* Problem description *
Go through the data below. Pull out every line that has the word "used".

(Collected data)
//! CLI argument definitions using clap.

use clap::{Parser, Subcommand};
use std::path::PathBuf;

/// InsightPlan: smart performance tracker for student marks
#[derive(Parser)]
#[command(name = "insightplan")]
#[command(version, about, long_about = None)]
#[command(propagate_version = true)]
pub struct Cli {
    #[command(subcommand)]
    pub command: Commands,

    /// Enable verbose output
    #[arg(short, long, global = true)]
    pub verbose: bool,
}

#[derive(Subcommand)]
pub enum Commands {
    /// Analyze a marks file: averages, tiers and study tips
    Analyze {
        /// Path to the data file (CSV/TSV)
        #[arg(value_name = "FILE")]
        file: PathBuf,

        /// Gateway used for study tips
        #[arg(long, default_value = "none")]
        llm: LlmProviderChoice,

        /// Model to use (provider-specific, e.g., "llama3-8b-8192", "gpt-4o")
        #[arg(long)]
        model: Option<String>,

        /// Split rows on commas only, without CSV quoting rules
        #[arg(long)]
        naive: bool,

        /// Field delimiter (default: auto-detect)
        #[arg(short, long)]
        delimiter: Option<char>,

        /// Handling of students without any numeric mark
        #[arg(long, default_value = "exclude")]
        degenerate: DegenerateChoice,

        /// Extra heading keyword for the tips report (repeatable)
        #[arg(short = 'k', long = "keyword")]
        keywords: Vec<String>,

        /// Output as JSON
        #[arg(long)]
        json: bool,
    },

    /// Format saved advisory text into report blocks
    Format {
        /// Path to a text file with advisory output
        #[arg(value_name = "FILE")]
        file: PathBuf,

        /// Extra heading keyword (repeatable)
        #[arg(short = 'k', long = "keyword")]
        keywords: Vec<String>,

        /// Output as JSON
        #[arg(long)]
        json: bool,
    },
}

/// Gateway choice for study tips.
#[derive(Clone, Debug, Default)]
pub enum LlmProviderChoice {
    /// Statistics only
    #[default]
    None,
    /// Groq chat completions (GROQ_API_KEY)
    Groq,
    /// OpenAI chat completions (OPENAI_API_KEY)
    OpenAI,
    /// Deterministic offline tips
    Mock,
}

impl std::str::FromStr for LlmProviderChoice {
    type Err = String;

    fn from_str(s: &str) -> Result<Self, Self::Err> {
        match s.to_lowercase().as_str() {
            "none" => Ok(LlmProviderChoice::None),
            "groq" => Ok(LlmProviderChoice::Groq),
            "openai" | "gpt" => Ok(LlmProviderChoice::OpenAI),
            "mock" | "test" => Ok(LlmProviderChoice::Mock),
            _ => Err(format!(
                "Unknown provider: {}. Use: none, groq, openai, or mock.",
                s
            )),
        }
    }
}

impl std::fmt::Display for LlmProviderChoice {
    fn fmt(&self, f: &mut std::fmt::Formatter<'_>) -> std::fmt::Result {
        match self {
            LlmProviderChoice::None => write!(f, "none"),
            LlmProviderChoice::Groq => write!(f, "groq"),
            LlmProviderChoice::OpenAI => write!(f, "openai"),
            LlmProviderChoice::Mock => write!(f, "mock"),
        }
    }
}

/// Policy for students with no numeric marks.
#[derive(Clone, Debug, Default)]
pub enum DegenerateChoice {
    /// List them as unclassified
    #[default]
    Exclude,
    /// Count them as Poor
    Poor,
}

impl std::str::FromStr for DegenerateChoice {
    type Err = String;

    fn from_str(s: &str) -> Result<Self, Self::Err> {
        match s.to_lowercase().as_str() {
            "exclude" | "skip" => Ok(DegenerateChoice::Exclude),
            "poor" => Ok(DegenerateChoice::Poor),
            _ => Err(format!("Unknown policy: {}. Use: exclude or poor.", s)),
        }
    }
}

impl std::fmt::Display for DegenerateChoice {
    fn fmt(&self, f: &mut std::fmt::Formatter<'_>) -> std::fmt::Result {
        match self {
            DegenerateChoice::Exclude => write!(f, "exclude"),
            DegenerateChoice::Poor => write!(f, "poor"),
        }
    }
}

#[cfg(test)]
mod tests {
    use super::*;
    use clap::CommandFactory;

    #[test]
    fn test_cli_definition_is_valid() {
        Cli::command().debug_assert();
    }

    #[test]
    fn test_parse_analyze_args() {
        let cli = Cli::parse_from([
            "insightplan", "analyze", "marks.csv", "--llm", "mock", "-k", "Physics", "--json",
        ]);
        match cli.command {
            Commands::Analyze {
                llm, keywords, json, ..
            } => {
                assert!(matches!(llm, LlmProviderChoice::Mock));
                assert_eq!(keywords, vec!["Physics"]);
                assert!(json);
            }
            _ => panic!("expected analyze"),
        }
    }

    #[test]
    fn test_unknown_provider() {
        assert!("anthropic".parse::<LlmProviderChoice>().is_err());
        assert!(matches!("POOR".parse::<DegenerateChoice>(), Ok(DegenerateChoice::Poor)));
    }
}
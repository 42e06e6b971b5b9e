//! Mock gateway for testing and offline runs.

use indexmap::IndexMap;

use crate::analysis::{ColumnSummary, Tier};
use crate::error::Result;

use super::provider::{LlmConfig, SuggestionGateway};

/// Mock gateway that returns predictable advisory text.
pub struct MockProvider {
    config: LlmConfig,
    response: Option<String>,
}

impl MockProvider {
    /// Create a mock that derives tips from the summary.
    pub fn new() -> Self {
        Self {
            config: LlmConfig::default(),
            response: None,
        }
    }

    /// Create a mock that always returns `text`.
    pub fn with_response(text: impl Into<String>) -> Self {
        Self {
            config: LlmConfig::default(),
            response: Some(text.into()),
        }
    }
}

impl Default for MockProvider {
    fn default() -> Self {
        Self::new()
    }
}

impl SuggestionGateway for MockProvider {
    fn suggest(&self, summary: &IndexMap<String, ColumnSummary>) -> Result<String> {
        if let Some(ref text) = self.response {
            return Ok(text.clone());
        }

        let mut lines = Vec::new();
        for (column, stats) in summary {
            match stats {
                ColumnSummary::Numeric(avg) => {
                    let (emoji, advice) = match Tier::from_average(avg.average) {
                        Tier::Poor => ("😟", "Start again from the fundamentals"),
                        Tier::Mid => ("🤔", "Practice the topics you miss most often"),
                        Tier::Excellent => ("🌟", "Try harder problems to stay challenged"),
                    };
                    lines.push(format!("**{} {}**: {:.2}%", column, emoji, avg.average));
                    lines.push(format!("- {} in {}.", advice, column));
                    lines.push("- Review your mistakes every week.".to_string());
                }
                ColumnSummary::Categorical { counts } => {
                    let total: usize = counts.values().sum();
                    lines.push(format!("**{} 📋**: {} ratings", column, total));
                    lines.push("- Ask for feedback on what to improve.".to_string());
                }
            }
            lines.push("**Pro Tip:** Teach the topic to a friend.".to_string());
            lines.push("---".to_string());
        }

        lines.push("**General Improvement Tips 💪**".to_string());
        lines.push("1. Keep a fixed study schedule.".to_string());
        lines.push("2. Sleep well before exams.".to_string());

        Ok(lines.join("\n"))
    }

    fn config(&self) -> &LlmConfig {
        &self.config
    }

    fn name(&self) -> &str {
        "mock"
    }
}
//! CLI command implementations.

pub mod analyze;
pub mod format;
mod render;
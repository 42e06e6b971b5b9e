//! Dataset types and source metadata.

use std::path::PathBuf;

use chrono::{DateTime, Utc};
use indexmap::IndexMap;
use serde::{Deserialize, Serialize};

/// Column holding the student's identity.
pub const NAME_COLUMN: &str = "Name";

/// Column holding the pass/fail status.
pub const PASS_COLUMN: &str = "Pass";

/// Returns true for columns that take part in numeric analytics.
pub fn is_metric_column(column: &str) -> bool {
    column != NAME_COLUMN && column != PASS_COLUMN
}

/// Metadata about the source data file.
#[derive(Debug, Clone, Serialize, Deserialize)]
pub struct SourceMetadata {
    /// File name without path.
    pub file: String,
    /// Full path to the file.
    pub path: PathBuf,
    /// SHA-256 hash of the file contents.
    pub hash: String,
    /// File size in bytes.
    pub size_bytes: u64,
    /// Detected format (csv, tsv, etc.).
    pub format: String,
    /// Number of data rows kept after filtering.
    pub row_count: usize,
    /// Number of columns.
    pub column_count: usize,
    /// When the analysis was performed.
    pub analyzed_at: DateTime<Utc>,
}

impl SourceMetadata {
    /// Create metadata for a file that has been parsed.
    pub fn new(
        path: PathBuf,
        hash: String,
        size_bytes: u64,
        format: String,
        row_count: usize,
        column_count: usize,
    ) -> Self {
        let file = path
            .file_name()
            .map(|s| s.to_string_lossy().into_owned())
            .unwrap_or_default();

        Self {
            file,
            path,
            hash,
            size_bytes,
            format,
            row_count,
            column_count,
            analyzed_at: Utc::now(),
        }
    }
}

/// One student row: column name to raw cell value.
#[derive(Debug, Clone, Default, PartialEq, Serialize, Deserialize)]
#[serde(transparent)]
pub struct Record {
    values: IndexMap<String, String>,
}

impl Record {
    /// Build a record against a discovered column set.
    ///
    /// Missing trailing cells become empty strings and surplus cells are
    /// dropped, so every record carries exactly `columns` as its keys.
    pub fn from_row<I, S>(columns: &[String], cells: I) -> Self
    where
        I: IntoIterator<Item = S>,
        S: Into<String>,
    {
        let mut cells = cells.into_iter();
        let values = columns
            .iter()
            .map(|column| {
                let value = cells.next().map(Into::into).unwrap_or_default();
                (column.clone(), value)
            })
            .collect();
        Self { values }
    }

    /// Get the raw value of a column.
    pub fn get(&self, column: &str) -> Option<&str> {
        self.values.get(column).map(|s| s.as_str())
    }

    /// The student's `Name` value, if present and non-blank.
    pub fn name(&self) -> Option<&str> {
        self.get(NAME_COLUMN)
            .map(str::trim)
            .filter(|name| !name.is_empty())
    }

    /// Iterate over `(column, value)` pairs in column order.
    pub fn iter(&self) -> impl Iterator<Item = (&str, &str)> {
        self.values.iter().map(|(k, v)| (k.as_str(), v.as_str()))
    }

    /// Iterate over the metric cells, skipping `Name` and `Pass`.
    pub fn metric_values(&self) -> impl Iterator<Item = (&str, &str)> {
        self.iter().filter(|(column, _)| is_metric_column(column))
    }

    /// Check whether every cell is empty.
    pub fn is_blank(&self) -> bool {
        self.values.values().all(|v| v.is_empty())
    }

    /// Number of cells.
    pub fn len(&self) -> usize {
        self.values.len()
    }

    /// Check whether the record has no columns at all.
    pub fn is_empty(&self) -> bool {
        self.values.is_empty()
    }
}

/// Parsed student records sharing one column set.
#[derive(Debug, Clone, Default, Serialize, Deserialize)]
pub struct Dataset {
    /// Column names discovered from the header row.
    pub columns: Vec<String>,
    /// Records in file row order.
    pub records: Vec<Record>,
}

impl Dataset {
    /// Create a dataset, dropping rows whose cells are all empty.
    pub fn new(columns: Vec<String>, records: Vec<Record>) -> Self {
        let records = records.into_iter().filter(|r| !r.is_blank()).collect();
        Self { columns, records }
    }

    /// Build a dataset from a header and positional rows.
    pub fn from_rows<R, S>(columns: Vec<String>, rows: impl IntoIterator<Item = R>) -> Self
    where
        R: IntoIterator<Item = S>,
        S: Into<String>,
    {
        let records = rows
            .into_iter()
            .map(|row| Record::from_row(&columns, row))
            .collect();
        Self::new(columns, records)
    }

    /// Get the number of rows.
    pub fn row_count(&self) -> usize {
        self.records.len()
    }

    /// Get the number of columns.
    pub fn column_count(&self) -> usize {
        self.columns.len()
    }

    /// Check whether there are no rows to analyze.
    pub fn is_empty(&self) -> bool {
        self.records.is_empty()
    }

    /// Columns eligible for numeric analytics, in header order.
    pub fn metric_columns(&self) -> impl Iterator<Item = &str> {
        self.columns
            .iter()
            .map(|c| c.as_str())
            .filter(|c| is_metric_column(c))
    }
}
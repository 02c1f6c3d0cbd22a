//! Universal class tag numbers used by LDAP messages.

#[derive(Clone, Copy, Debug, PartialEq, Eq)]
pub enum Types {
    Boolean = 1,
    Integer = 2,
    OctetString = 4,
    Null = 5,
    Enumerated = 10,
    Sequence = 16,
    Set = 17,
}
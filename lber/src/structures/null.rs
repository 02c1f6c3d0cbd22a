use crate::common::TagClass;
use crate::structure::{StructureTag, PL};
use crate::universal::Types;

use super::ASNTag;

/// The ASN.1 `NULL` value, used e.g. for the unauthenticated simple bind
/// credentials and a handful of exop request bodies.
#[derive(Clone, Copy, Debug, PartialEq, Eq)]
pub struct Null {
    pub id: u64,
    pub class: TagClass,
}

impl ASNTag for Null {
    fn into_structure(self) -> StructureTag {
        StructureTag {
            id: self.id,
            class: self.class,
            payload: PL::P(Vec::new()),
        }
    }
}

impl Default for Null {
    fn default() -> Null {
        Null {
            id: Types::Null as u64,
            class: TagClass::Universal,
        }
    }
}
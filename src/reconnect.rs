//! Reconnect driver (4.F): exponential backoff, unbounded or bounded by
//! `failAfter`.

use std::time::Duration;

use crate::settings::ReconnectPolicy;

/// Produces the sequence of delays a reconnect loop should wait
/// between dial attempts.
pub struct Backoff {
    policy: ReconnectPolicy,
    next: Duration,
    attempts: u32,
}

impl Backoff {
    pub fn new(policy: ReconnectPolicy) -> Backoff {
        Backoff {
            next: policy.initial_delay,
            policy,
            attempts: 0,
        }
    }

    /// `None` once `fail_after` attempts have been spent; otherwise the
    /// delay to wait before the next attempt, doubling each call up to
    /// `max_delay`.
    pub fn next_delay(&mut self) -> Option<Duration> {
        if let Some(limit) = self.policy.fail_after {
            if self.attempts >= limit {
                return None;
            }
        }
        self.attempts += 1;
        let delay = self.next;
        self.next = std::cmp::min(self.next * 2, self.policy.max_delay);
        Some(delay)
    }
}

#[cfg(test)]
mod test {
    use super::*;

    #[test]
    fn delay_doubles_up_to_max() {
        let mut b = Backoff::new(ReconnectPolicy {
            initial_delay: Duration::from_millis(10),
            max_delay: Duration::from_millis(35),
            fail_after: None,
        });
        assert_eq!(b.next_delay(), Some(Duration::from_millis(10)));
        assert_eq!(b.next_delay(), Some(Duration::from_millis(20)));
        assert_eq!(b.next_delay(), Some(Duration::from_millis(35)));
        assert_eq!(b.next_delay(), Some(Duration::from_millis(35)));
    }

    #[test]
    fn bounded_attempts_exhaust() {
        let mut b = Backoff::new(ReconnectPolicy {
            initial_delay: Duration::from_millis(1),
            max_delay: Duration::from_millis(10),
            fail_after: Some(2),
        });
        assert!(b.next_delay().is_some());
        assert!(b.next_delay().is_some());
        assert_eq!(b.next_delay(), None);
    }
}
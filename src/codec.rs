//! Framing of the outer LDAPMessage SEQUENCE on top of the `lber` codec.

use bytes::BytesMut;
use tokio_util::codec::{Decoder, Encoder};

use lber::common::TagClass;
use lber::structures::{ASNTag, Integer, Sequence, Tag};
use lber::universal::Types;

use crate::controls::{self, RawControl};
use crate::error::LdapError;
use crate::message::LdapMessage;

fn decode_int(bytes: &[u8]) -> i64 {
    if bytes.is_empty() {
        return 0;
    }
    let negative = bytes[0] & 0x80 != 0;
    let mut buf = [if negative { 0xffu8 } else { 0 }; 8];
    let start = 8usize.saturating_sub(bytes.len());
    buf[start..].copy_from_slice(&bytes[bytes.len().saturating_sub(8)..]);
    i64::from_be_bytes(buf)
}

/// One outbound request: the operation's `protocolOp` tag plus any
/// request controls to attach.
pub struct OutMessage {
    pub id: i32,
    pub protocol_op: Tag,
    pub controls: Vec<RawControl>,
}

pub struct LdapCodec;

impl Decoder for LdapCodec {
    type Item = LdapMessage;
    type Error = LdapError;

    fn decode(&mut self, buf: &mut BytesMut) -> Result<Option<LdapMessage>, LdapError> {
        let (consumed, tag) = match lber::parse::parse_tag(buf)
            .map_err(|e| LdapError::Protocol(e.to_string()))?
        {
            Some(v) => v,
            None => return Ok(None),
        };

        let envelope = tag
            .match_class(TagClass::Universal)
            .and_then(|t| t.match_id(Types::Sequence as u64))
            .ok_or_else(|| LdapError::Protocol("top-level tag is not a SEQUENCE".to_string()))?;
        let mut fields = envelope
            .expect_constructed()
            .ok_or_else(|| LdapError::Protocol("LDAPMessage is not constructed".to_string()))?;
        if fields.is_empty() {
            return Err(LdapError::Protocol("empty LDAPMessage".to_string()));
        }

        let id_tag = fields.remove(0);
        let id = decode_int(
            &id_tag
                .expect_primitive()
                .ok_or_else(|| LdapError::Protocol("messageID is not primitive".to_string()))?,
        ) as i32;

        if fields.is_empty() {
            return Err(LdapError::Protocol(
                "LDAPMessage missing protocolOp".to_string(),
            ));
        }

        let controls = if fields.len() > 1
            && fields.last().map(|t| t.id) == Some(0)
            && matches!(fields.last().unwrap().class, TagClass::Context)
        {
            let ctrl_tag = fields.pop().unwrap();
            let ctrl_children = ctrl_tag.expect_constructed().unwrap_or_default();
            controls::parse_controls(ctrl_children)?
        } else {
            Vec::new()
        };

        let protocol_op = fields
            .pop()
            .ok_or_else(|| LdapError::Protocol("LDAPMessage missing protocolOp".to_string()))?;

        buf.split_to(consumed);

        Ok(Some(LdapMessage {
            id,
            protocol_op,
            controls,
        }))
    }
}

impl Encoder<OutMessage> for LdapCodec {
    type Error = LdapError;

    fn encode(&mut self, msg: OutMessage, dst: &mut BytesMut) -> Result<(), LdapError> {
        let mut inner = vec![
            Tag::Integer(Integer {
                inner: msg.id as i64,
                ..Default::default()
            }),
            msg.protocol_op,
        ];
        if let Some(ctrls) = controls::construct_controls(&msg.controls) {
            inner.push(Tag::StructureTag(ctrls));
        }
        let envelope = Tag::Sequence(Sequence {
            inner,
            ..Default::default()
        });
        let structure = envelope.into_structure();
        lber::write::encode_into(dst, &structure)?;
        Ok(())
    }
}

#[cfg(test)]
mod test {
    use super::*;
    use lber::structures::OctetString;

    #[test]
    fn round_trips_a_message_without_controls() {
        let mut codec = LdapCodec;
        let mut buf = BytesMut::new();
        let out = OutMessage {
            id: 7,
            protocol_op: Tag::OctetString(OctetString {
                id: 10,
                class: TagClass::Application,
                inner: b"cn=foo".to_vec(),
            }),
            controls: Vec::new(),
        };
        codec.encode(out, &mut buf).unwrap();

        let msg = codec.decode(&mut buf).unwrap().unwrap();
        assert_eq!(msg.id, 7);
        assert_eq!(msg.protocol_op.id, 10);
        assert!(msg.controls.is_empty());
        assert!(buf.is_empty());
    }

    #[test]
    fn incomplete_buffer_returns_none() {
        let mut codec = LdapCodec;
        let mut buf = BytesMut::new();
        buf.extend_from_slice(&[0x30, 0x05, 0x02, 0x01]);
        assert_eq!(codec.decode(&mut buf).unwrap(), None);
    }
}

* Answer area *
        /// Gateway used for study tips
//! Universal class tag numbers used by LDAP messages.
/// The ASN.1 `NULL` value, used e.g. for the unauthenticated simple bind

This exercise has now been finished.